Assignment: For the entries below, print exactly the lines between the line holding "return false;" and the line holding "on drop, so", inclusive, and nothing else.

Data to use:
++++++
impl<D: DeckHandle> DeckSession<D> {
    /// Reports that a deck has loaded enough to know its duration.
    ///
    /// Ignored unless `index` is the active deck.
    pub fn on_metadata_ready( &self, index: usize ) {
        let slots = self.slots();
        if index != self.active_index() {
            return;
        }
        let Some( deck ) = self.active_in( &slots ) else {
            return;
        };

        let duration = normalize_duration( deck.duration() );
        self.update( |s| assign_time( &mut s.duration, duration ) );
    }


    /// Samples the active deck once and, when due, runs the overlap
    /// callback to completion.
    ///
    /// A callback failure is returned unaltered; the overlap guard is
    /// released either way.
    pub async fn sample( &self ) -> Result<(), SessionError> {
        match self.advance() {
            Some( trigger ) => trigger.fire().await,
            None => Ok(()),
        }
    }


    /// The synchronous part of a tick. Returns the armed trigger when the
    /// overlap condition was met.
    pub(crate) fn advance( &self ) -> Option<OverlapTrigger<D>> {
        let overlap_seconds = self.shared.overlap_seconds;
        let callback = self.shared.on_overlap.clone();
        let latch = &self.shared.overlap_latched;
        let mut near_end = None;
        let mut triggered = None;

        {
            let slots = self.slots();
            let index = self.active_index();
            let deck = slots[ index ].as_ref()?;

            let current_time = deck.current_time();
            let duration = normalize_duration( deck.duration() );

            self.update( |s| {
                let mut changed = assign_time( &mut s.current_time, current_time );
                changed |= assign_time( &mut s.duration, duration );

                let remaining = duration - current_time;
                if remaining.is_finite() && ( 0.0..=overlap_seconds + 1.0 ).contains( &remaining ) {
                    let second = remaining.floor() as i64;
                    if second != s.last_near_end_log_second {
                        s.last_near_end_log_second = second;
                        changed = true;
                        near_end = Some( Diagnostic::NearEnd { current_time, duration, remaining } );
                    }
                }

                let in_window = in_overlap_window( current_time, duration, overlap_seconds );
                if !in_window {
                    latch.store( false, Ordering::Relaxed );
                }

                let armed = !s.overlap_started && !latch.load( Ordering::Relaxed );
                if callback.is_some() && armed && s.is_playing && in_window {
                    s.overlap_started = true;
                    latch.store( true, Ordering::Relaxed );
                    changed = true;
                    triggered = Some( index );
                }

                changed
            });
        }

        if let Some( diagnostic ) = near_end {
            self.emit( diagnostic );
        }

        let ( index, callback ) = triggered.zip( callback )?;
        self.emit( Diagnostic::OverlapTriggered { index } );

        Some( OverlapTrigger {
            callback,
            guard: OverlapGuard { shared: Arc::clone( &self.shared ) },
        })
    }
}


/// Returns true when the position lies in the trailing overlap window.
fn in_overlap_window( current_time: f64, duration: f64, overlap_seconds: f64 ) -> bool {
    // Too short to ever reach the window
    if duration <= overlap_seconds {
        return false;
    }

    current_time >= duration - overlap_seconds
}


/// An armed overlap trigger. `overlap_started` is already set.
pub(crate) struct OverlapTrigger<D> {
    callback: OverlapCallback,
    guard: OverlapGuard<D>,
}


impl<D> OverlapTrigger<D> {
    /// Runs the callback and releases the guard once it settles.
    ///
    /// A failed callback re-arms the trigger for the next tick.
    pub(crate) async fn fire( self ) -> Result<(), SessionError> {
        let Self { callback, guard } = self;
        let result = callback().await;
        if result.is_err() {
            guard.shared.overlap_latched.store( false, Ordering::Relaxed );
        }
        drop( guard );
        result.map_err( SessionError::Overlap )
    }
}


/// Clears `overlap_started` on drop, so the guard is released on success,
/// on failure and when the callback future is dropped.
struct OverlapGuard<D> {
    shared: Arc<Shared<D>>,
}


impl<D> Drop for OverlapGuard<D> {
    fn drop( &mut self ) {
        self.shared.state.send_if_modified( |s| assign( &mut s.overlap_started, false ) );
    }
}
++++++
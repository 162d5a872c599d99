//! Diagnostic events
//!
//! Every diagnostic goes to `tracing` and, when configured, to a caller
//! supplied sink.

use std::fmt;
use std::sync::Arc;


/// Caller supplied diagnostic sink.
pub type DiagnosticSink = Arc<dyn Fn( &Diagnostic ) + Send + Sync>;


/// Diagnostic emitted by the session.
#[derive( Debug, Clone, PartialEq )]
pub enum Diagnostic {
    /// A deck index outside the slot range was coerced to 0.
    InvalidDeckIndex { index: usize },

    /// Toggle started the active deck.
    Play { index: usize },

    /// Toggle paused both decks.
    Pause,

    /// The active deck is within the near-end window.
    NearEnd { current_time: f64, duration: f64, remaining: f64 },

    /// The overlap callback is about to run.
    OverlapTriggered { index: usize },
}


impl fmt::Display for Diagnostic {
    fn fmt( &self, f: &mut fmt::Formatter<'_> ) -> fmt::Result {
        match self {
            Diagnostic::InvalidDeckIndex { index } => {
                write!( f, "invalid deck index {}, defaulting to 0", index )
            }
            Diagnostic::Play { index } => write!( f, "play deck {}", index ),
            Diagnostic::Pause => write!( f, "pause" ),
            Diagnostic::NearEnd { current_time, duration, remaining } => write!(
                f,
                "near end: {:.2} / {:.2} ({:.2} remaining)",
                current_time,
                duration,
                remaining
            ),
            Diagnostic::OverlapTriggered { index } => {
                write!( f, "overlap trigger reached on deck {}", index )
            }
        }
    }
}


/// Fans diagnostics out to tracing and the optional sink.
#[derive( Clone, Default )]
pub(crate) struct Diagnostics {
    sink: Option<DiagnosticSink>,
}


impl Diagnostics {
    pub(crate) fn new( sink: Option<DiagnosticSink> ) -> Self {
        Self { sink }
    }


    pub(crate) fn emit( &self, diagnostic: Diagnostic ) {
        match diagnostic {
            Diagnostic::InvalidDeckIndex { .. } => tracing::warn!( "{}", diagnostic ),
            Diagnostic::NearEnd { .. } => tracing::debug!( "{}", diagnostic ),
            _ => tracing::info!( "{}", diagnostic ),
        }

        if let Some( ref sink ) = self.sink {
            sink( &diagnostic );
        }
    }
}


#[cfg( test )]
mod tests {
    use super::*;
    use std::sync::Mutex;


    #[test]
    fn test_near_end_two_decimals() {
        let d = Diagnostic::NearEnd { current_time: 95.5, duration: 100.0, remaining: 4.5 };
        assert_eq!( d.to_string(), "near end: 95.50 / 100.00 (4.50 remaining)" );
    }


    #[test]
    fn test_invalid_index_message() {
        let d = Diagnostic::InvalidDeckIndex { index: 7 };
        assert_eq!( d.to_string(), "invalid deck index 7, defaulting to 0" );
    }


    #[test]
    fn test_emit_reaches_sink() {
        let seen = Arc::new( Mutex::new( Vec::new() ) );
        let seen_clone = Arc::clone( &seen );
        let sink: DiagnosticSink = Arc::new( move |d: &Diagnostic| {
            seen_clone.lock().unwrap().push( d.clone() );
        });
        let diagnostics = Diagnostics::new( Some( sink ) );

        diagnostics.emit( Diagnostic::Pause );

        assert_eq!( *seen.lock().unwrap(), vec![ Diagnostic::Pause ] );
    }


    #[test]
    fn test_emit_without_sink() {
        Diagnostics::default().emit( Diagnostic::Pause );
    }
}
++++++
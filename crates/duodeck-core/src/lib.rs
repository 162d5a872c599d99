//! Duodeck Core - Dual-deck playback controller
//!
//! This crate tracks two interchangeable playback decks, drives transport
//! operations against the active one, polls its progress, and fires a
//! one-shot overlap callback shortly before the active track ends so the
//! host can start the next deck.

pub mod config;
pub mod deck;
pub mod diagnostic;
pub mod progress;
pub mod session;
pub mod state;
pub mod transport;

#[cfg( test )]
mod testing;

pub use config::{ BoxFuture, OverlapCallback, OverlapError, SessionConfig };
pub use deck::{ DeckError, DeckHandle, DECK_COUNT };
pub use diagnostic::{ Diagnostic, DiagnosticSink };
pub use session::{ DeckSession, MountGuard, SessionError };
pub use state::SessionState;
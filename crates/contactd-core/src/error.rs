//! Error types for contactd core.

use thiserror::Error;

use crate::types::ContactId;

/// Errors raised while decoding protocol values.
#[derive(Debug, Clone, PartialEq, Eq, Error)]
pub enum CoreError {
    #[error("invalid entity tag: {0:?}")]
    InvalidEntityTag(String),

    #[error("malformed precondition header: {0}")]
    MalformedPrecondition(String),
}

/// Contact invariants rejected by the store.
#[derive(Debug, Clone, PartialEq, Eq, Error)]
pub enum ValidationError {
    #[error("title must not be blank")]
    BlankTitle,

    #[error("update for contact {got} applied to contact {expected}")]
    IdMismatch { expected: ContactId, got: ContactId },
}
++++++
Written response:
        return false;
    }

    current_time >= duration - overlap_seconds
}


/// An armed overlap trigger. `overlap_started` is already set.
pub(crate) struct OverlapTrigger<D> {
    callback: OverlapCallback,
    guard: OverlapGuard<D>,
}


impl<D> OverlapTrigger<D> {
    /// Runs the callback and releases the guard once it settles.
    ///
    /// A failed callback re-arms the trigger for the next tick.
    pub(crate) async fn fire( self ) -> Result<(), SessionError> {
        let Self { callback, guard } = self;
        let result = callback().await;
        if result.is_err() {
            guard.shared.overlap_latched.store( false, Ordering::Relaxed );
        }
        drop( guard );
        result.map_err( SessionError::Overlap )
    }
}


/// Clears `overlap_started` on drop, so the guard is released on success,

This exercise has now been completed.